TASK MATERIAL section start
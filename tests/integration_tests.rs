//! Integration tests using mock HTTP server
//!
//! Tests the full end-to-end flow: config file → token exchange → device pages
//! → message fetch → registry validation → sink output → checkpoint file

use artik_sync::host::{
    Collaborators, DeviceRegistry, FaultReporter, JsonLinesSink, StaticRegistry,
};
use artik_sync::{Connector, ConnectorConfig, Error, StateManager, SyncStage};
use base64::Engine as _;
use serde_json::{json, Value};
use std::path::Path;
use std::sync::{Arc, Mutex};
use wiremock::matchers::{body_string_contains, header, method, path, query_param};
use wiremock::{Mock, MockServer, ResponseTemplate};

// ============================================================================
// Fixtures
// ============================================================================

#[derive(Default)]
struct RecordingReporter {
    reported: Mutex<Vec<(SyncStage, String)>>,
}

impl RecordingReporter {
    fn reported(&self) -> Vec<(SyncStage, String)> {
        self.reported.lock().unwrap().clone()
    }
}

impl FaultReporter for RecordingReporter {
    fn report_error(&self, error: &Error) {
        self.reported
            .lock()
            .unwrap()
            .push((error.stage(), error.to_string()));
    }
}

fn write_config(dir: &Path, server: &MockServer) -> std::path::PathBuf {
    let path = dir.join("artik.yaml");
    let yaml = format!(
        r#"
client_id: "client"
client_secret: "secret"
user_id: "acct-1"
token_url: "{uri}/token"
api_base_url: "{uri}/v1.1"
http:
  timeout_secs: 5
"#,
        uri = server.uri()
    );
    std::fs::write(&path, yaml).unwrap();
    path
}

fn start(
    config_path: &Path,
    registry: impl DeviceRegistry + 'static,
    output: &Path,
    state: StateManager,
) -> (Connector, Arc<RecordingReporter>) {
    let config = ConnectorConfig::from_file(config_path).unwrap();
    let reporter = Arc::new(RecordingReporter::default());
    let collaborators = Collaborators::new(
        Arc::new(registry),
        Arc::new(JsonLinesSink::append_to(output).unwrap()),
    )
    .with_reporter(reporter.clone());

    (
        Connector::start(&config, collaborators, state).unwrap(),
        reporter,
    )
}

async fn mount_token(server: &MockServer) {
    let basic = base64::engine::general_purpose::STANDARD.encode("client:secret");

    Mock::given(method("POST"))
        .and(path("/token"))
        .and(header("Authorization", format!("Basic {basic}").as_str()))
        .and(body_string_contains("grant_type=client_credentials"))
        .respond_with(ResponseTemplate::new(200).set_body_json(json!({
            "access_token": "tok",
            "token_type": "bearer",
            "expires_in": 1209600
        })))
        .mount(server)
        .await;
}

async fn mount_device_page(server: &MockServer, offset: &str, ids: &[String]) {
    let devices: Vec<Value> = ids.iter().map(|id| json!({"id": id, "uid": "acct-1"})).collect();
    Mock::given(method("GET"))
        .and(path("/v1.1/users/acct-1/devices"))
        .and(query_param("offset", offset))
        .and(query_param("count", "100"))
        .and(header("Authorization", "Bearer tok"))
        .respond_with(ResponseTemplate::new(200).set_body_json(json!({
            "data": {"devices": devices},
            "count": ids.len(),
        })))
        .mount(server)
        .await;
}

async fn mount_messages(server: &MockServer, sdid: &str, count: usize) {
    let data: Vec<Value> = (0..count)
        .map(|i| json!({"sdid": sdid, "ts": 1000 + i, "data": {"reading": i}}))
        .collect();
    Mock::given(method("GET"))
        .and(path("/v1.1/messages"))
        .and(query_param("sdid", sdid))
        .and(query_param("count", "100"))
        .and(header("Authorization", "Bearer tok"))
        .respond_with(ResponseTemplate::new(200).set_body_json(json!({"data": data})))
        .mount(server)
        .await;
}

fn read_lines(path: &Path) -> Vec<Value> {
    std::fs::read_to_string(path)
        .unwrap_or_default()
        .lines()
        .map(|l| serde_json::from_str(l).unwrap())
        .collect()
}

async fn start_dates(server: &MockServer) -> Vec<String> {
    server
        .received_requests()
        .await
        .unwrap()
        .iter()
        .filter(|r| r.url.path() == "/v1.1/messages")
        .filter_map(|r| {
            r.url
                .query_pairs()
                .find(|(k, _)| k == "startDate")
                .map(|(_, v)| v.to_string())
        })
        .collect()
}

// ============================================================================
// End-to-end Sync
// ============================================================================

#[tokio::test]
async fn test_full_sync_flow() {
    let server = MockServer::start().await;
    let dir = tempfile::tempdir().unwrap();

    mount_token(&server).await;
    let first_page: Vec<String> = (0..100).map(|i| format!("dev-{i}")).collect();
    mount_device_page(&server, "0", &first_page).await;
    mount_device_page(&server, "100", &["dev-100".to_string()]).await;
    mount_device_page(&server, "200", &[]).await;

    mount_messages(&server, "dev-0", 2).await;
    mount_messages(&server, "dev-100", 1).await;
    // Every other device has no messages
    Mock::given(method("GET"))
        .and(path("/v1.1/messages"))
        .respond_with(ResponseTemplate::new(200).set_body_json(json!({"data": []})))
        .mount(&server)
        .await;

    let config_path = write_config(dir.path(), &server);
    let output = dir.path().join("messages.jsonl");
    let state_path = dir.path().join("state.json");

    let (connector, reporter) = start(
        &config_path,
        StaticRegistry::with_ids(["dev-0", "dev-100"]),
        &output,
        StateManager::from_file(&state_path).unwrap(),
    );

    let report = connector.sync_from_checkpoint().await.unwrap();
    connector.close().await.unwrap();

    assert_eq!(report.stats.devices_enumerated, 101);
    assert_eq!(report.stats.devices_synced, 101);
    assert_eq!(report.stats.messages_forwarded, 3);
    assert!(reporter.reported().is_empty());

    let lines = read_lines(&output);
    assert_eq!(lines.len(), 3);
    assert_eq!(lines[0]["device_id"], "dev-0");
    assert_eq!(
        lines[0]["payload"],
        json!({"sdid": "dev-0", "ts": 1000, "data": {"reading": 0}})
    );
    assert_eq!(lines[2]["device_id"], "dev-100");

    // Checkpoint persisted and reloadable
    let reloaded = StateManager::from_file(&state_path).unwrap();
    assert_eq!(reloaded.last_sync_time().await, Some(report.checkpoint()));

    // First run starts at the default window start
    assert!(start_dates(&server).await.iter().all(|d| d == "0"));
}

#[tokio::test]
async fn test_next_sync_starts_at_previous_checkpoint() {
    let server = MockServer::start().await;
    let dir = tempfile::tempdir().unwrap();

    mount_token(&server).await;
    mount_device_page(&server, "0", &["d1".to_string()]).await;
    mount_device_page(&server, "100", &[]).await;
    mount_messages(&server, "d1", 1).await;

    let config_path = write_config(dir.path(), &server);
    let output = dir.path().join("out.jsonl");
    let state = StateManager::from_file(dir.path().join("state.json")).unwrap();

    let (connector, _) = start(&config_path, StaticRegistry::with_ids(["d1"]), &output, state);

    let first = connector.sync_from_checkpoint().await.unwrap();
    let second = connector.sync_from_checkpoint().await.unwrap();

    assert_eq!(second.window.start_time, first.checkpoint());
    assert_eq!(
        start_dates(&server).await,
        vec!["0".to_string(), first.checkpoint().to_string()]
    );
}

#[tokio::test]
async fn test_unregistered_device_reported_not_forwarded() {
    let server = MockServer::start().await;
    let dir = tempfile::tempdir().unwrap();

    mount_token(&server).await;
    mount_device_page(&server, "0", &["known".to_string(), "stranger".to_string()]).await;
    mount_device_page(&server, "100", &[]).await;
    mount_messages(&server, "known", 1).await;
    mount_messages(&server, "stranger", 1).await;

    let config_path = write_config(dir.path(), &server);
    let output = dir.path().join("out.jsonl");
    let (connector, reporter) = start(
        &config_path,
        StaticRegistry::with_ids(["known"]),
        &output,
        StateManager::in_memory(),
    );

    let report = connector.sync(None).await.unwrap();
    connector.close().await.unwrap();

    assert_eq!(report.stats.messages_forwarded, 1);
    assert_eq!(report.stats.messages_rejected, 1);
    assert_eq!(
        reporter.reported(),
        vec![(
            SyncStage::Forward,
            "Device stranger is not registered.".to_string()
        )]
    );
    assert_eq!(read_lines(&output).len(), 1);
    assert!(connector.engine().state().last_sync_time().await.is_some());
}

// ============================================================================
// Failure Handling
// ============================================================================

#[tokio::test]
async fn test_device_page_failure_leaves_checkpoint() {
    let server = MockServer::start().await;
    let dir = tempfile::tempdir().unwrap();

    mount_token(&server).await;
    let first_page: Vec<String> = (0..100).map(|i| format!("dev-{i}")).collect();
    mount_device_page(&server, "0", &first_page).await;
    Mock::given(method("GET"))
        .and(path("/v1.1/users/acct-1/devices"))
        .and(query_param("offset", "100"))
        .respond_with(ResponseTemplate::new(500).set_body_string("Internal Server Error"))
        .mount(&server)
        .await;

    let state_path = dir.path().join("state.json");
    std::fs::write(&state_path, r#"{"last_sync_time": 1600000000000}"#).unwrap();

    let config_path = write_config(dir.path(), &server);
    let output = dir.path().join("out.jsonl");
    let (connector, reporter) = start(
        &config_path,
        StaticRegistry::new(),
        &output,
        StateManager::from_file(&state_path).unwrap(),
    );

    let err = connector.sync_from_checkpoint().await.unwrap_err();
    assert!(matches!(err, Error::DeviceList { .. }), "got {err:?}");

    let reported = reporter.reported();
    assert_eq!(reported.len(), 1);
    assert_eq!(reported[0].0, SyncStage::DeviceList);

    let persisted: Value =
        serde_json::from_str(&std::fs::read_to_string(&state_path).unwrap()).unwrap();
    assert_eq!(persisted["last_sync_time"], 1_600_000_000_000_i64);
    assert!(read_lines(&output).is_empty());
}

#[tokio::test]
async fn test_invalid_credentials() {
    let server = MockServer::start().await;
    let dir = tempfile::tempdir().unwrap();

    Mock::given(method("POST"))
        .and(path("/token"))
        .respond_with(ResponseTemplate::new(200).set_body_json(json!({})))
        .mount(&server)
        .await;

    let config_path = write_config(dir.path(), &server);
    let output = dir.path().join("out.jsonl");
    let (connector, reporter) = start(
        &config_path,
        StaticRegistry::new(),
        &output,
        StateManager::in_memory(),
    );

    let check = connector.check().await;
    assert!(!check.success);
    assert!(check
        .message
        .unwrap()
        .contains("Invalid Credentials. No access token was received."));

    let err = connector.sync(None).await.unwrap_err();
    assert!(matches!(err, Error::Auth { .. }));
    assert_eq!(reporter.reported().len(), 1);
    assert!(connector.engine().state().last_sync_time().await.is_none());
}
TASK MATERIAL section end
▶ _TASK ITEM_
Copy every line in the listing above where the string "SyncStage" turns up.

▶ _REPLY TO THE TASK_
use artik_sync::{Connector, ConnectorConfig, Error, StateManager, SyncStage};
    reported: Mutex<Vec<(SyncStage, String)>>,
    fn reported(&self) -> Vec<(SyncStage, String)> {
            SyncStage::Forward,
    assert_eq!(reported[0].0, SyncStage::DeviceList);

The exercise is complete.